- **Required action**
Give again, word for word, each line below starting at the one that contains "(раздача, состав игры)." and ending at the one that contains "enter a valid".

Dataset entries
————————
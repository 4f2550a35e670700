//! Внешний API движка для слоя отображения.
//!
//! Здесь описываются:
//! - команды (commands.rs) — новая игра и раунд со ставкой из поля ввода;
//! - запросы (queries.rs) — только чтение;
//! - DTO (dto.rs) — готовые для экрана структуры (имена картинок и т.п.);
//! - ошибки (errors.rs) — то, что видит пользователь.

pub mod commands;
pub mod dto;
pub mod errors;
pub mod queries;

pub use commands::*;
pub use dto::*;
pub use errors::*;
pub use queries::*;
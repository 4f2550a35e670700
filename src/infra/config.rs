use std::fs;
use std::path::{Path, PathBuf};

use thiserror::Error;

use crate::domain::game::GameConfig;

/// Ошибки загрузки конфига игры.
#[derive(Debug, Error)]
pub enum ConfigError {
    #[error("Не удалось прочитать {path}: {source}")]
    Io {
        path: PathBuf,
        #[source]
        source: std::io::Error,
    },

    #[error("Некорректный JSON конфига: {0}")]
    Parse(#[from] serde_json::Error),

    #[error("Стартовый баланс не может быть отрицательным: {0}")]
    NegativeStartingBalance(i64),
}

/// Разобрать конфиг из JSON-строки.
///
/// ```json
/// { "variant": "Showdown", "starting_balance": 100, "betting_policy": "RejectIfInsufficient" }
/// ```
pub fn parse_config(json: &str) -> Result<GameConfig, ConfigError> {
    let config: GameConfig = serde_json::from_str(json)?;
    if config.starting_balance.is_negative() {
        return Err(ConfigError::NegativeStartingBalance(config.starting_balance.0));
    }
    Ok(config)
}

/// Прочитать конфиг из файла.
pub fn load_config(path: impl AsRef<Path>) -> Result<GameConfig, ConfigError> {
    let path = path.as_ref();
    let json = fs::read_to_string(path).map_err(|source| ConfigError::Io {
        path: path.to_path_buf(),
        source,
    })?;
    parse_config(&json)
}
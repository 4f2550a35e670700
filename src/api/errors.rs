use serde::{Deserialize, Serialize};

use crate::engine::EngineError;

/// Ошибки внешнего API (то, что отдаём UI).
#[derive(Clone, Debug, Serialize, Deserialize, PartialEq, Eq)]
pub enum ApiError {
    /// Неправильные входные данные (например, битый JSON).
    BadRequest(String),

    /// В поле ставки не положительное целое число.
    InvalidBetAmount(String),

    /// Раунд запрошен до создания игры.
    NoActiveGame,

    /// Ошибка движка (раздача, состав игры).
    EngineError(String),

    /// Внутренняя ошибка.
    Internal(String),
}

impl ApiError {
    /// Текст для метки на экране.
    pub fn user_message(&self) -> String {
        match self {
            ApiError::InvalidBetAmount(_) => "Please enter a valid bet amount".to_string(),
            ApiError::NoActiveGame => "Start a new game first".to_string(),
            ApiError::BadRequest(msg)
            | ApiError::EngineError(msg)
            | ApiError::Internal(msg) => msg.clone(),
        }
    }
}

impl From<EngineError> for ApiError {
    fn from(err: EngineError) -> Self {
        match err {
            EngineError::InvalidBetAmount(input) => ApiError::InvalidBetAmount(input),
            EngineError::Internal(msg) => ApiError::Internal(msg.to_string()),
            other => ApiError::EngineError(other.to_string()),
        }
    }
}
//! In-process stand-in for the scanning backend.
//!
//! Serves the same HTTP surface under `/api/v1`, keeps documents and scan
//! history in memory, and "recognizes" text by reading the uploaded bytes
//! as UTF-8 lines. Most POST responses use the backend's
//! `{"success": true, "data": ...}` envelope; listings are bare JSON.

mod form;
mod handlers;
pub mod recognize;

use std::sync::Arc;

use axum::{
    http::StatusCode,
    response::{IntoResponse, Response},
    routing::{get, post},
    Json, Router,
};
use serde::{Deserialize, Serialize};
use serde_json::{json, Value};
use tokio::{net::TcpListener, sync::RwLock};
use tower_http::trace::TraceLayer;

pub const API_PREFIX: &str = "/api/v1";
pub const DEFAULT_USER_ID: &str = "default";

/// History listings are capped like the backend's.
pub const HISTORY_LIMIT: usize = 50;

#[derive(Clone, Debug, Default, PartialEq, Serialize, Deserialize)]
pub struct OcrResult {
    pub text: String,
    pub texts: Vec<String>,
    pub positions: Vec<Vec<[f64; 2]>>,
    pub count: u32,
}

#[derive(Clone, Debug, Default, PartialEq, Serialize, Deserialize)]
pub struct IdInfo {
    #[serde(skip_serializing_if = "Option::is_none")]
    pub name: Option<String>,
    #[serde(skip_serializing_if = "Option::is_none")]
    pub id_number: Option<String>,
    #[serde(skip_serializing_if = "Option::is_none")]
    pub address: Option<String>,
}

#[derive(Clone, Debug)]
pub struct StoredDocument {
    pub id: String,
    pub user_id: String,
    pub name: String,
    pub kind: String,
    pub created_at: String,
    pub status: String,
    pub metadata: Value,
    /// `None` when recognition was skipped.
    pub ocr: Option<OcrResult>,
    pub image_url: Option<String>,
}

impl StoredDocument {
    fn summary(&self) -> Value {
        json!({
            "id": self.id,
            "name": self.name,
            "type": self.kind,
            "created_at": self.created_at,
            "status": self.status,
        })
    }

    /// `textCount` and `image_url` are left out when there is nothing to report.
    fn detail(&self) -> Value {
        let mut detail = json!({
            "id": self.id,
            "name": self.name,
            "type": self.kind,
            "created_at": self.created_at,
            "status": self.status,
            "metadata": self.metadata,
            "text": "",
        });
        if let Some(ocr) = &self.ocr {
            detail["text"] = json!(ocr.text);
            detail["textCount"] = json!(ocr.count);
        }
        if let Some(image_url) = &self.image_url {
            detail["image_url"] = json!(image_url);
        }
        detail
    }

    pub fn text_count(&self) -> u32 {
        self.ocr.as_ref().map_or(0, |ocr| ocr.count)
    }
}

#[derive(Clone, Debug)]
pub struct HistoryEntry {
    pub id: String,
    pub user_id: String,
    pub operation: String,
    pub created_at: String,
    pub text_count: u32,
}

#[derive(Debug, Default)]
pub struct Store {
    pub documents: Vec<StoredDocument>,
    pub history: Vec<HistoryEntry>,
}

impl Store {
    /// Keep `document` and log `operation` in the owner's history.
    pub fn insert(&mut self, document: StoredDocument, operation: &str) {
        self.history.push(HistoryEntry {
            id: uuid::Uuid::new_v4().to_string(),
            user_id: document.user_id.clone(),
            operation: operation.to_string(),
            created_at: document.created_at.clone(),
            text_count: document.text_count(),
        });
        self.documents.push(document);
    }
}

pub type Db = Arc<RwLock<Store>>;

/// Error response in FastAPI's shape: `{"detail": "..."}`.
#[derive(Debug)]
pub struct ApiFailure {
    pub status: StatusCode,
    pub detail: String,
}

impl ApiFailure {
    pub fn new(status: StatusCode, detail: impl Into<String>) -> Self {
        Self {
            status,
            detail: detail.into(),
        }
    }

    pub fn unprocessable(detail: impl Into<String>) -> Self {
        Self::new(StatusCode::UNPROCESSABLE_ENTITY, detail)
    }

    pub fn not_found(detail: impl Into<String>) -> Self {
        Self::new(StatusCode::NOT_FOUND, detail)
    }
}

impl IntoResponse for ApiFailure {
    fn into_response(self) -> Response {
        (self.status, Json(json!({ "detail": self.detail }))).into_response()
    }
}

pub fn app() -> Router {
    app_with_store(Arc::new(RwLock::new(Store::default())))
}

pub fn app_with_store(db: Db) -> Router {
    let api = Router::new()
        .route("/ocr", post(handlers::ocr_image))
        .route("/scan", post(handlers::scan_document))
        .route("/pdf/export", post(handlers::export_pdf))
        .route("/document/process", post(handlers::process_document))
        .route("/id-card/scan", post(handlers::scan_id_card))
        .route("/documents", get(handlers::list_documents))
        .route(
            "/documents/{id}",
            get(handlers::get_document).delete(handlers::delete_document),
        )
        .route("/history", get(handlers::scan_history))
        .route("/batch/ocr", post(handlers::batch_ocr))
        .route("/batch/export-pdf", post(handlers::batch_export_pdf))
        .route("/advanced/add-watermark", post(handlers::add_watermark))
        .route("/advanced/remove-watermark", post(handlers::remove_watermark))
        .route("/advanced/translate-ocr", post(handlers::translate_ocr))
        .route("/batch/enhance", post(handlers::batch_enhance))
        .route("/advanced/create-long-image", post(handlers::create_long_image))
        .route("/advanced/create-grid-image", post(handlers::create_grid_image))
        .route("/advanced/export-word", post(handlers::export_word))
        .route("/advanced/export-excel", post(handlers::export_excel));

    Router::new()
        .nest(API_PREFIX, api)
        .layer(TraceLayer::new_for_http())
        .with_state(db)
}

pub async fn run(listener: TcpListener) -> Result<(), std::io::Error> {
    axum::serve(listener, app()).await
}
————————
- **Task solution**
    /// Ошибка движка (раздача, состав игры).
    EngineError(String),

    /// Внутренняя ошибка.
    Internal(String),
}

impl ApiError {
    /// Текст для метки на экране.
    pub fn user_message(&self) -> String {
        match self {
            ApiError::InvalidBetAmount(_) => "Please enter a valid bet amount".to_string(),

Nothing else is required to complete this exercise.